BATTLE ROYALE
〜 黒衣の太陽 〜


エピローグ 2

[レクイエム(ヴェルディ)]

 大東亜共和国専守防衛陸軍関西支部のある一室で、プログラム担当官は作戦の発動時間を迎えた。
 時計のデジタル表示は23:59から0:00と変わった。
 それを待ちかねたかのように
「ただ今より戦闘実験第六十八番プログラム2009年度第18号を実施します」
 と言うと、担当官は上官らしき女性に共和国独特の敬礼を行った。
 女性はうなずくと同時に立ちあがり、同様の敬礼をした。
 先に上官が手を下ろすと、担当官はそれに倣い手を下ろした。
 回れ右をしようとした担当官は
「マスクは取っていけ」
 と上官の女性に言われ、その場で顔の上半分を覆っていたマスクを取った。
「朝宮司令、預かって下さい」
 担当官はそれを机の上に置いた。
「今日からは好きな名前をコードネームとして名のることができる。何にするんだ?」
 朝宮と呼ばれた女性は、心なしか楽しそうに訊いた。
 担当官は微笑むと
「あの時のあだ名をもじって『黒井太陽』にしようかとも思ったのですが、やはり本当の名前を使う事にします」
と答えた。
 深々と一礼して歩き始めた担当官に
「上手くやれよ、結城真吾担当官」
 朝宮みさき関西支部司令は声をかけた。
 担当官は一瞬立ち止まったが、振り返らずにドアを開けてその部屋を出ていった。
 担当官が退室すると、朝宮は机の上にある電話を取り、ある場所に電話をかけた。
「…蔵神准将、朝宮です。
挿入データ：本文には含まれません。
impl CompositeLayer {
    pub fn new(layout_columns: usize, layout_rows: usize) -> Self {
        let cells = (0..layout_rows)
            .map(|_| (0..layout_columns).map(|_| None).collect())
            .collect();
        Self {
            base: LayerBase::new(),
            layout_columns,
            layout_rows,
            cells,
            conversion_band: RefCell::new(None),
        }
    }

    pub fn layout_columns(&self) -> usize {
        self.layout_columns
    }

    pub fn layout_rows(&self) -> usize {
        self.layout_rows
    }

    /// Place a child at a layout cell, replacing any previous occupant.
    ///
    /// Out-of-layout coordinates are ignored.
    pub fn set_child(
        &mut self,
        layout_x: usize,
        layout_y: usize,
        region: impl Into<String>,
        layer: Box<dyn Layer>,
    ) {
        if layout_x >= self.layout_columns || layout_y >= self.layout_rows {
            tracing::warn!(layout_x, layout_y, "child placed outside the layout; ignored");
            return;
        }
        self.cells[layout_y][layout_x] = Some(CompositeChild {
            region: region.into(),
            layer,
        });
    }

    pub fn child_layer(&self, layout_x: usize, layout_y: usize) -> Option<&dyn Layer> {
        self.cells
            .get(layout_y)?
            .get(layout_x)?
            .as_ref()
            .map(|child| child.layer.as_ref())
    }

    pub fn child_layer_mut(&mut self, layout_x: usize, layout_y: usize) -> Option<&mut dyn Layer> {
        match self.cells.get_mut(layout_y)?.get_mut(layout_x)? {
            Some(child) => Some(child.layer.as_mut()),
            None => None,
        }
    }

    /// Region label of the child responsible for a composite position.
    pub fn region_by_position(&self, column_position: usize, row_position: usize) -> Option<&str> {
        let (layout_x, _) = self.locate_column(column_position)?;
        let (layout_y, _) = self.locate_row(row_position)?;
        self.cells[layout_y][layout_x]
            .as_ref()
            .map(|child| child.region.as_str())
    }

    // ---------------------------------------------------------------
    // Band geometry
    // ---------------------------------------------------------------

    /// Reference child for a layout column: the topmost occupant.
    fn column_reference_child(&self, layout_x: usize) -> Option<&dyn Layer> {
        (0..self.layout_rows).find_map(|y| self.child_layer(layout_x, y))
    }

    /// Reference child for a layout row: the leftmost occupant.
    fn row_reference_child(&self, layout_y: usize) -> Option<&dyn Layer> {
        (0..self.layout_columns).find_map(|x| self.child_layer(x, layout_y))
    }

    fn band_column_count(&self, layout_x: usize) -> usize {
        self.column_reference_child(layout_x)
            .map_or(0, Layer::column_count)
    }

    fn band_row_count(&self, layout_y: usize) -> usize {
        self.row_reference_child(layout_y)
            .map_or(0, Layer::row_count)
    }

    fn column_band_offset(&self, layout_x: usize) -> usize {
        (0..layout_x).map(|x| self.band_column_count(x)).sum()
    }

    fn row_band_offset(&self, layout_y: usize) -> usize {
        (0..layout_y).map(|y| self.band_row_count(y)).sum()
    }

    /// Locate the layout column owning a composite column position.
    fn locate_column(&self, position: usize) -> Option<(usize, usize)> {
        let mut offset = 0;
        for layout_x in 0..self.layout_columns {
            let count = self.band_column_count(layout_x);
            if position < offset + count {
                return Some((layout_x, position - offset));
            }
            offset += count;
        }
        None
    }

    fn locate_row(&self, position: usize) -> Option<(usize, usize)> {
        let mut offset = 0;
        for layout_y in 0..self.layout_rows {
            let count = self.band_row_count(layout_y);
            if position < offset + count {
                return Some((layout_y, position - offset));
            }
            offset += count;
        }
        None
    }

    fn band_total_width(&self, layout_x: usize) -> Option<u64> {
        let child = self.column_reference_child(layout_x)?;
        child.start_x_of_column_position(child.column_count())
    }

    fn band_total_height(&self, layout_y: usize) -> Option<u64> {
        let child = self.row_reference_child(layout_y)?;
        child.start_y_of_row_position(child.row_count())
    }

    // ---------------------------------------------------------------
    // Routing
    // ---------------------------------------------------------------

    fn pinned_band(&self) -> Option<(usize, usize)> {
        *self.conversion_band.borrow()
    }

    /// Drain every child's outbox, converting events into the composite
    /// frame with the firing cell pinned as the conversion band.
    fn pull_child_events(&mut self) {
        for layout_y in 0..self.layout_rows {
            for layout_x in 0..self.layout_columns {
                let events = match self.cells[layout_y][layout_x].as_mut() {
                    Some(child) => child.layer.drain_events(),
                    None => continue,
                };
                if events.is_empty() {
                    continue;
                }
                let mut converted = Vec::with_capacity(events.len());
                *self.conversion_band.borrow_mut() = Some((layout_x, layout_y));
                for mut event in events {
                    if event.convert_to_local(&*self) {
                        converted.push(event);
                    }
                }
                *self.conversion_band.borrow_mut() = None;
                for event in converted {
                    self.base.fire(event);
                }
            }
        }
    }
}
夜分に申し訳ありません。たった今、彼が作戦行動に移りました。…はい、彼ならきっと大丈夫です。逐一ご報告を致します…はい、失礼します」
 受話器を置いた朝宮みさきは、椅子に深々と腰掛けた。
 空には真円の月が輝いていた。




§



「全員の配置は完了したか?」
 朝宮司令からの命で「プログラム」担当官の副官に就いた仁科慶彦陸士は
「はい、抜かりなく完了しています」
 と答えた。
 担当官は仁科の方を見ようともせず、軽くあごを引いてうなずくと
「次の命令があるまで待機だ」と、命じた。
 司令車を離れていた為、仁科は通信機を使って全員に伝えたが、その声は苛立っていた。
 突入予定時間はとっくに過ぎているのだ。
 担当官の意図が判らない仁科には緊張感のみが高まっていた。
 それから逃れようと
「顔中に火傷を負われて、記憶まで失われたと聞いたのですが、頬の傷だけですね…噂はアテにならないものですね」
 と、担当官に訊いた。
「朝宮司令にやられた…」
 担当官は視線を動かさずに答えた。
 仁科は言葉の意味を測りながら、その視線を追った。
 担当官がじっと見ている職員室前の廊下には、男子生徒と女子生徒がそれぞれ一人ずつ、そして若い女性が立っていた。
「あれは…」
 仁科は記憶を手繰った。
 確か、今回の「プログラム」対象クラスの生徒と教育実習生だ。
 3人は何かを話している様子だったが、教育実習生はそのまま門の外へ出て行った。
「あっ、教育実習生が出て行きます。彼女も一緒に拉致する予定が…」
 言い終わる前に、仁科の顔面に拳がめり込んだ。
「お前が担当官か?」
 担当官が強烈な眼光で睨んでいる。
 弱々しく首を横に振った仁科の胸ぐらを掴み
「今度俺にくだらん事で声をかけたら…殺す!」
 と、担当官が言った。
 仁科は小便を漏らしそうになりながら、今度は勢いよく縦に首を振った。
「よし、これより作戦を実行に移す。全員予定通り行動させろ」
 担当官の命令に仁科は敬礼も忘れ、司令車の方へ逃げ出すように走っていった。
 フンッと鼻を鳴らし、結城真吾は振り向いた。
 沢渡雪菜がこの学校に教育実習で来ているのは、資料を見て知っていた。
 担当官の権限で今回は助ける事が出来たが…。
「この国のシステムは完璧なものとなっている。だけど、そんなシステムもちょっとした綻びから崩壊させられるはずなんだ。俺は蔵神准将や朝宮司令と共に、獅子身中の虫となってこの国を内部から崩壊させる。雪菜…お前は、お前のやり方でこの国を変えるんだ。生きろよ……」
 真吾は、深呼吸をして歩き出した雪菜の背に向かってつぶやくと、輝く太陽に背を向け歩き出した。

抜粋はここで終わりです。